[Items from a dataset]
//! # smtplan-core
//!
//! Core domain model for the smtplan SMT assembly shop scheduling engine.
//!
//! This crate provides:
//! - Domain types: `Stage`, `Line`, `Product`, `Routing`, `LotConfig`,
//!   `ShopCalendar`, `TransferMatrix`
//! - Result types: `ScheduleResult`, `ScheduledTask` and its statistics
//! - The shared `ScheduleError` type
//!
//! ## Example
//!
//! ```rust
//! use smtplan_core::{Line, Product, Stage};
//! use chrono::NaiveDate;
//!
//! let stages = vec![Stage::new(1, "Solder Paste", 1), Stage::new(2, "Reflow", 2)];
//! let line = Line::new("SMT-1").capability(1, 1.0).capability(2, 1.0);
//!
//! let release = NaiveDate::from_ymd_opt(2025, 3, 3).unwrap().and_hms_opt(0, 0, 0).unwrap();
//! let due = NaiveDate::from_ymd_opt(2025, 3, 14).unwrap().and_hms_opt(0, 0, 0).unwrap();
//! let product = Product::new("PCB-100").order_qty(250).release(release).due(due);
//!
//! assert!(line.supports(1));
//! assert_eq!(product.required_qty(), 250);
//! assert_eq!(stages[0].order, 1);
//! ```

use chrono::NaiveDateTime;
use serde::{Deserialize, Serialize};
use std::collections::HashMap;
use std::hash::Hash;
use thiserror::Error;

pub mod calendar;
pub mod result;

pub use calendar::{Holiday, Shift, ShopCalendar, TimeRange};
pub use result::{
    CapacityAnalysis, ChangeoverStats, LineUtilization, MissedDeadline, ScheduleResult,
    ScheduleStatus, ScheduledTask, Warning, WarningCode,
};

// ============================================================================
// Type Aliases
// ============================================================================

/// Unique identifier for a production stage
pub type StageId = u32;

/// Unique identifier for a production line
pub type LineId = String;

/// Unique identifier for a product
pub type ProductId = String;

// ============================================================================
// Stage
// ============================================================================

/// A production step in the SMT process (e.g. Solder Paste, Pick & Place,
/// Reflow, AOI). Stage `order` defines the traversal sequence and must be
/// strictly monotone across the declared set.
#[derive(Clone, Debug, PartialEq, Eq, Serialize, Deserialize)]
pub struct Stage {
    pub id: StageId,
    pub name: String,
    /// Presentation and traversal order, strictly increasing across stages
    pub order: u32,
}

impl Stage {
    pub fn new(id: StageId, name: impl Into<String>, order: u32) -> Self {
        Self {
            id,
            name: name.into(),
            order,
        }
    }
}

// ============================================================================
// Line
// ============================================================================

/// Efficiency bounds for a stage capability.
pub const MIN_EFFICIENCY: f64 = 0.1;
pub const MAX_EFFICIENCY: f64 = 1.5;

/// A line's ability to run one stage.
#[derive(Clone, Copy, Debug, PartialEq, Serialize, Deserialize)]
pub struct StageCapability {
    pub enabled: bool,
    /// Relative speed factor; clamped into `[0.1, 1.5]` when read
    pub efficiency: f64,
}

impl StageCapability {
    pub fn new(efficiency: f64) -> Self {
        Self {
            enabled: true,
            efficiency,
        }
    }

    /// Efficiency clamped into the supported range.
    pub fn effective_efficiency(&self) -> f64 {
        self.efficiency.clamp(MIN_EFFICIENCY, MAX_EFFICIENCY)
    }
}

/// A physical assembly line supporting one or more stages.
#[derive(Clone, Debug, Serialize, Deserialize)]
pub struct Line {
    pub id: LineId,
    pub name: String,
    /// Inactive lines are excluded from scheduling entirely
    pub active: bool,
    /// Feeder slot capacity of the line's placement machines
    pub max_feeder_slots: u32,
    /// Per-stage capabilities keyed by stage id
    pub capabilities: HashMap<StageId, StageCapability>,
}

impl Line {
    pub fn new(id: impl Into<String>) -> Self {
        let id = id.into();
        Self {
            name: id.clone(),
            id,
            active: true,
            max_feeder_slots: 0,
            capabilities: HashMap::new(),
        }
    }

    /// Set the display name (builder pattern)
    pub fn name(mut self, name: impl Into<String>) -> Self {
        self.name = name.into();
        self
    }

    /// Mark the line inactive (builder pattern)
    pub fn inactive(mut self) -> Self {
        self.active = false;
        self
    }

    /// Set the feeder slot capacity (builder pattern)
    pub fn feeder_slots(mut self, slots: u32) -> Self {
        self.max_feeder_slots = slots;
        self
    }

    /// Enable a stage capability with the given efficiency (builder pattern)
    pub fn capability(mut self, stage: StageId, efficiency: f64) -> Self {
        self.capabilities
            .insert(stage, StageCapability::new(efficiency));
        self
    }

    /// A stage is supported iff an enabled capability entry exists.
    pub fn supports(&self, stage: StageId) -> bool {
        self.capabilities.get(&stage).is_some_and(|c| c.enabled)
    }

    /// Clamped efficiency at a stage, if supported.
    pub fn efficiency_at(&self, stage: StageId) -> Option<f64> {
        self.capabilities
            .get(&stage)
            .filter(|c| c.enabled)
            .map(StageCapability::effective_efficiency)
    }
}

// ============================================================================
// Priority
// ============================================================================

/// Ordering priority tier for a product.
#[derive(Clone, Copy, Debug, Default, PartialEq, Eq, PartialOrd, Ord, Serialize, Deserialize)]
pub enum PriorityTier {
    Critical,
    High,
    #[default]
    Normal,
    Low,
}

impl PriorityTier {
    /// Rank used in the composite ordering key; lower schedules earlier.
    pub fn rank(&self) -> u8 {
        match self {
            PriorityTier::Critical => 0,
            PriorityTier::High => 1,
            PriorityTier::Normal => 2,
            PriorityTier::Low => 3,
        }
    }
}

impl std::fmt::Display for PriorityTier {
    fn fmt(&self, f: &mut std::fmt::Formatter<'_>) -> std::fmt::Result {
        match self {
            PriorityTier::Critical => write!(f, "Critical"),
            PriorityTier::High => write!(f, "High"),
            PriorityTier::Normal => write!(f, "Normal"),
            PriorityTier::Low => write!(f, "Low"),
        }
    }
}

// ============================================================================
// Lot splitting configuration
// ============================================================================

/// Strategy for dividing a quantity into batches.
#[derive(Clone, Copy, Debug, Default, PartialEq, Eq, Serialize, Deserialize)]
pub enum LotStrategy {
    /// One batch of the full quantity
    #[default]
    None,
    /// Repeated batches of the given size
    FixedQty(u32),
    /// A fixed number of near-equal batches
    FixedBatches(u32),
    /// Batches of roughly the given percentage of the quantity
    Percentage(u32),
    /// Batch size derived from the quantity, clamped to sane bounds
    Auto,
}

▶ [TASK GOAL]:
Every record above belongs in the answer, reproduced exactly.

▶ [SOLUTION FOR THIS PROBLEM]:
//! # smtplan-core
//!
//! Core domain model for the smtplan SMT assembly shop scheduling engine.
//!
//! This crate provides:
//! - Domain types: `Stage`, `Line`, `Product`, `Routing`, `LotConfig`,
//!   `ShopCalendar`, `TransferMatrix`
//! - Result types: `ScheduleResult`, `ScheduledTask` and its statistics
//! - The shared `ScheduleError` type
//!
//! ## Example
//!
//! ```rust
//! use smtplan_core::{Line, Product, Stage};
//! use chrono::NaiveDate;
//!
//! let stages = vec![Stage::new(1, "Solder Paste", 1), Stage::new(2, "Reflow", 2)];
//! let line = Line::new("SMT-1").capability(1, 1.0).capability(2, 1.0);
//!
//! let release = NaiveDate::from_ymd_opt(2025, 3, 3).unwrap().and_hms_opt(0, 0, 0).unwrap();
//! let due = NaiveDate::from_ymd_opt(2025, 3, 14).unwrap().and_hms_opt(0, 0, 0).unwrap();
//! let product = Product::new("PCB-100").order_qty(250).release(release).due(due);
//!
//! assert!(line.supports(1));
//! assert_eq!(product.required_qty(), 250);
//! assert_eq!(stages[0].order, 1);
//! ```

use chrono::NaiveDateTime;
use serde::{Deserialize, Serialize};
use std::collections::HashMap;
use std::hash::Hash;
use thiserror::Error;

pub mod calendar;
pub mod result;

pub use calendar::{Holiday, Shift, ShopCalendar, TimeRange};
pub use result::{
    CapacityAnalysis, ChangeoverStats, LineUtilization, MissedDeadline, ScheduleResult,
    ScheduleStatus, ScheduledTask, Warning, WarningCode,
};

// ============================================================================
// Type Aliases
// ============================================================================

/// Unique identifier for a production stage
pub type StageId = u32;

/// Unique identifier for a production line
pub type LineId = String;

/// Unique identifier for a product
pub type ProductId = String;

// ============================================================================
// Stage
// ============================================================================

/// A production step in the SMT process (e.g. Solder Paste, Pick & Place,
/// Reflow, AOI). Stage `order` defines the traversal sequence and must be
/// strictly monotone across the declared set.
#[derive(Clone, Debug, PartialEq, Eq, Serialize, Deserialize)]
pub struct Stage {
    pub id: StageId,
    pub name: String,
    /// Presentation and traversal order, strictly increasing across stages
    pub order: u32,
}

impl Stage {
    pub fn new(id: StageId, name: impl Into<String>, order: u32) -> Self {
        Self {
            id,
            name: name.into(),
            order,
        }
    }
}

// ============================================================================
// Line
// ============================================================================

/// Efficiency bounds for a stage capability.
pub const MIN_EFFICIENCY: f64 = 0.1;
pub const MAX_EFFICIENCY: f64 = 1.5;

/// A line's ability to run one stage.
#[derive(Clone, Copy, Debug, PartialEq, Serialize, Deserialize)]
pub struct StageCapability {
    pub enabled: bool,
    /// Relative speed factor; clamped into `[0.1, 1.5]` when read
    pub efficiency: f64,
}

impl StageCapability {
    pub fn new(efficiency: f64) -> Self {
        Self {
            enabled: true,
            efficiency,
        }
    }

    /// Efficiency clamped into the supported range.
    pub fn effective_efficiency(&self) -> f64 {
        self.efficiency.clamp(MIN_EFFICIENCY, MAX_EFFICIENCY)
    }
}

/// A physical assembly line supporting one or more stages.
#[derive(Clone, Debug, Serialize, Deserialize)]
pub struct Line {
    pub id: LineId,
    pub name: String,
    /// Inactive lines are excluded from scheduling entirely
    pub active: bool,
    /// Feeder slot capacity of the line's placement machines
    pub max_feeder_slots: u32,
    /// Per-stage capabilities keyed by stage id
    pub capabilities: HashMap<StageId, StageCapability>,
}

impl Line {
    pub fn new(id: impl Into<String>) -> Self {
        let id = id.into();
        Self {
            name: id.clone(),
            id,
            active: true,
            max_feeder_slots: 0,
            capabilities: HashMap::new(),
        }
    }

    /// Set the display name (builder pattern)
    pub fn name(mut self, name: impl Into<String>) -> Self {
        self.name = name.into();
        self
    }

    /// Mark the line inactive (builder pattern)
    pub fn inactive(mut self) -> Self {
        self.active = false;
        self
    }

    /// Set the feeder slot capacity (builder pattern)
    pub fn feeder_slots(mut self, slots: u32) -> Self {
        self.max_feeder_slots = slots;
        self
    }

    /// Enable a stage capability with the given efficiency (builder pattern)
    pub fn capability(mut self, stage: StageId, efficiency: f64) -> Self {
        self.capabilities
            .insert(stage, StageCapability::new(efficiency));
        self
    }

    /// A stage is supported iff an enabled capability entry exists.
    pub fn supports(&self, stage: StageId) -> bool {
        self.capabilities.get(&stage).is_some_and(|c| c.enabled)
    }

    /// Clamped efficiency at a stage, if supported.
    pub fn efficiency_at(&self, stage: StageId) -> Option<f64> {
        self.capabilities
            .get(&stage)
            .filter(|c| c.enabled)
            .map(StageCapability::effective_efficiency)
    }
}

// ============================================================================
// Priority
// ============================================================================

/// Ordering priority tier for a product.
#[derive(Clone, Copy, Debug, Default, PartialEq, Eq, PartialOrd, Ord, Serialize, Deserialize)]
pub enum PriorityTier {
    Critical,
    High,
    #[default]
    Normal,
    Low,
}

impl PriorityTier {
    /// Rank used in the composite ordering key; lower schedules earlier.
    pub fn rank(&self) -> u8 {
        match self {
            PriorityTier::Critical => 0,
            PriorityTier::High => 1,
            PriorityTier::Normal => 2,
            PriorityTier::Low => 3,
        }
    }
}

impl std::fmt::Display for PriorityTier {
    fn fmt(&self, f: &mut std::fmt::Formatter<'_>) -> std::fmt::Result {
        match self {
            PriorityTier::Critical => write!(f, "Critical"),
            PriorityTier::High => write!(f, "High"),
            PriorityTier::Normal => write!(f, "Normal"),
            PriorityTier::Low => write!(f, "Low"),
        }
    }
}

// ============================================================================
// Lot splitting configuration
// ============================================================================

/// Strategy for dividing a quantity into batches.
#[derive(Clone, Copy, Debug, Default, PartialEq, Eq, Serialize, Deserialize)]
pub enum LotStrategy {
    /// One batch of the full quantity
    #[default]
    None,
    /// Repeated batches of the given size
    FixedQty(u32),
    /// A fixed number of near-equal batches
    FixedBatches(u32),
    /// Batches of roughly the given percentage of the quantity
    Percentage(u32),
    /// Batch size derived from the quantity, clamped to sane bounds
    Auto,
}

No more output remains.